Il pleut comme il pleut partout et toujours en Belgique.

Elle aurait tellement aimer naître dans un autre pays au climat plus doux, plus chaud, plus ensoleillé.

 

Ce matin, comme chaque matin, Elisabeth revêt son uniforme composé d'une robe et d'une veste bleu très foncé, le tout relevé d'un foulard rayé bleu roy et bleu foncé. Elle enfile ses bas et ses chaussures assorties au tailleur. Elle attrape manteau, coiffe et sacs et file au travail au volant de sa petite voiture verte.

Par ce temps maussade, elle pense "mais que suis-je donc venue faire dans cette galère?"

Elle a soit trop froid à l'extérieur soit trop chaud à l'intérieur. Mais le plus irritant, c'est l'humidité constante de ses vêtements qui lui grattent la peau, comme si son uniforme voulait lui faire une seconde peau. Non, décidément, ce matin, Elisabeth n'a vraiment pas envie d'aller au turbin.
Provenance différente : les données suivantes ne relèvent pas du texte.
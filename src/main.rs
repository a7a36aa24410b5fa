use log::{error, info, warn};
use std::process::ExitCode;
use tokio_util::sync::CancellationToken;

use twitch_notifier::config::{Config, env_flag};
use twitch_notifier::dispatch::Dispatcher;
use twitch_notifier::twitch::{SyntheticLiveSource, TwitchClient};
use twitch_notifier::{http_client, worker};

#[tokio::main]
async fn main() -> ExitCode {
    let _ = dotenvy::dotenv();
    env_logger::init_from_env(env_logger::Env::default().default_filter_or("info"));

    info!("Starting notifier");

    let config = match Config::load() {
        Ok(config) => config,
        Err(e) => {
            error!("Failed to load configuration: {e}");
            return ExitCode::FAILURE;
        }
    };

    let http = match http_client(config.timeout_secs) {
        Ok(http) => http,
        Err(e) => {
            error!("Failed to build HTTP client: {e}");
            return ExitCode::FAILURE;
        }
    };

    let token = CancellationToken::new();
    let shutdown = token.clone();
    tokio::spawn(async move {
        if tokio::signal::ctrl_c().await.is_ok() {
            shutdown.cancel();
        }
    });

    let dispatcher = Dispatcher::from_config(&config, &http);
    let twitch = TwitchClient::new(&config.twitch, http);

    let result = if env_flag("DEBUG").unwrap_or(false) {
        warn!("DEBUG is set, a synthetic live stream is added to every poll");
        worker::run(&config, SyntheticLiveSource::new(twitch), &dispatcher, token).await
    } else {
        worker::run(&config, twitch, &dispatcher, token).await
    };

    match result {
        Ok(()) => ExitCode::SUCCESS,
        Err(e) => {
            error!("Failed to check channel status: {e}");
            ExitCode::FAILURE
        }
    }
}
//! Outbound notification destinations.

pub mod discord;
pub mod mastodon;
pub mod twitter;

use async_trait::async_trait;
use reqwest::Response;

use crate::error::Error;

pub use discord::Discord;
pub use mastodon::Mastodon;
pub use twitter::Twitter;

/// Text to publish, plus an optional key that lets destinations drop a
/// repeated post for the same event.
#[derive(Debug, Clone, PartialEq, Eq)]
pub struct Notification {
    pub text: String,
    pub idempotency_key: Option<String>,
}

/// A service the notifier can publish to.
#[async_trait]
pub trait Destination: Send + Sync {
    fn name(&self) -> &'static str;

    /// Whether the credential that switches this destination on is present.
    fn enabled(&self) -> bool;

    async fn send(&self, notification: &Notification) -> Result<(), Error>;
}

/// Turns a non-2xx response into an error carrying the body.
pub(crate) async fn check_status(
    endpoint: &'static str,
    response: Response,
) -> Result<Response, Error> {
    let status = response.status();
    if status.is_success() {
        return Ok(response);
    }

    let body = response.text().await.unwrap_or_default();
    Err(Error::UnexpectedStatus {
        endpoint,
        status,
        body,
    })
}
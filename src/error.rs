use thiserror::Error;

#[derive(Error, Debug)]
pub enum Error {
    #[error("I/O error: {0}")]
    Io(#[from] std::io::Error),
    #[error("TOML parse error: {0}")]
    TomlParse(#[from] toml::de::Error),
    #[error("Base64 decode error: {0}")]
    Base64(#[from] base64::DecodeError),
    #[error("Configuration is not valid UTF-8: {0}")]
    Utf8(#[from] std::string::FromUtf8Error),
    #[error("HTTP request error: {0}")]
    HttpRequest(#[from] reqwest::Error),
    #[error("Configuration error: {0}")]
    Config(String),
    #[error("Template error: {0}")]
    Template(String),
    #[error("URL parsing error: {0}")]
    UrlParse(#[from] url::ParseError),
    #[error("Unexpected response from {endpoint}: HTTP {status}: {body}")]
    UnexpectedStatus {
        endpoint: &'static str,
        status: reqwest::StatusCode,
        body: String,
    },
    #[error("Twitch channel not found: {0}")]
    ChannelNotFound(String),
}
//! Watches a Twitch channel and announces when it goes live (and, optionally,
//! when the streamed game changes) on Mastodon, Twitter and Discord.

pub mod config;
pub mod destination;
pub mod dispatch;
pub mod error;
pub mod state;
pub mod template;
pub mod twitch;
pub mod worker;

use reqwest::Client;
use std::time::Duration;

use crate::error::Error;

/// Builds the HTTP client shared by the Twitch source and all destinations.
///
/// Without `timeout_secs` requests may wait indefinitely.
///
/// # Errors
///
/// Returns an error if the TLS backend cannot be initialised.
pub fn http_client(timeout_secs: Option<u64>) -> Result<Client, Error> {
    let mut builder = Client::builder();
    if let Some(secs) = timeout_secs {
        builder = builder.timeout(Duration::from_secs(secs));
    }
    Ok(builder.build()?)
}
//! Remembered live status of the watched channel and the transitions that
//! trigger notifications.

use crate::twitch::StreamSnapshot;

#[derive(Debug, Clone, Default, PartialEq, Eq)]
pub enum ChannelState {
    /// Nothing observed yet in this process.
    #[default]
    Unknown,
    Offline,
    Live { game_id: String },
}

#[derive(Debug, Clone, Copy, PartialEq, Eq)]
pub enum StreamEvent {
    Started,
    GameSwitched,
}

impl ChannelState {
    /// Compares the first reported stream against the remembered state.
    ///
    /// Returns the next state and the event to announce, if any. The first
    /// observation only seeds the state, and any reported entry counts as
    /// streaming there. Leaving `Offline` needs an entry of type `live`;
    /// once live, the channel stays live until no entry is reported. Game
    /// switches are only reported when `track_games` is set, but the game id
    /// is remembered either way.
    #[must_use]
    pub fn observe(
        &self,
        stream: Option<&StreamSnapshot>,
        track_games: bool,
    ) -> (ChannelState, Option<StreamEvent>) {
        let Some(stream) = stream else {
            return (ChannelState::Offline, None);
        };
        let live = ChannelState::Live {
            game_id: stream.game_id.clone(),
        };

        match self {
            ChannelState::Unknown => (live, None),
            ChannelState::Offline if stream.is_live() => (live, Some(StreamEvent::Started)),
            ChannelState::Offline => (ChannelState::Offline, None),
            ChannelState::Live { game_id } => {
                let event = (track_games && *game_id != stream.game_id)
                    .then_some(StreamEvent::GameSwitched);
                (live, event)
            }
        }
    }

    #[must_use]
    pub fn is_live(&self) -> bool {
        matches!(self, ChannelState::Live { .. })
    }
}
Enfin! Pas le choix, elle n'est pas née avec une cuillère en argent dans la bouche. Un salaire est nécessaire à sa vie, à sa survie.

 

Un peu moins d'une demi-heure de route plus tard, elle rentre au bureau et prend son service. Quatre collègues sont présents; Sabine, la petite boule de nerf; Adrien, l'intello un peu raseur; Romuald, le charmeur et Alice, la bimbo. Chacun et chacune se prépare pour commencer sa journée après avoir échangé quelques propos sympathiques,... ou pas. Elisabeth n'a cure de tous ces ragots, elle ne les écoute ni ne les sème.

 

Il est cinq heures trente, il fait encore nuit en ce lundi du mois de mars. Elisabeth se rend à son premier train. Elle adresse un signe de la main au conducteur en guise de bonjour et assure le départ.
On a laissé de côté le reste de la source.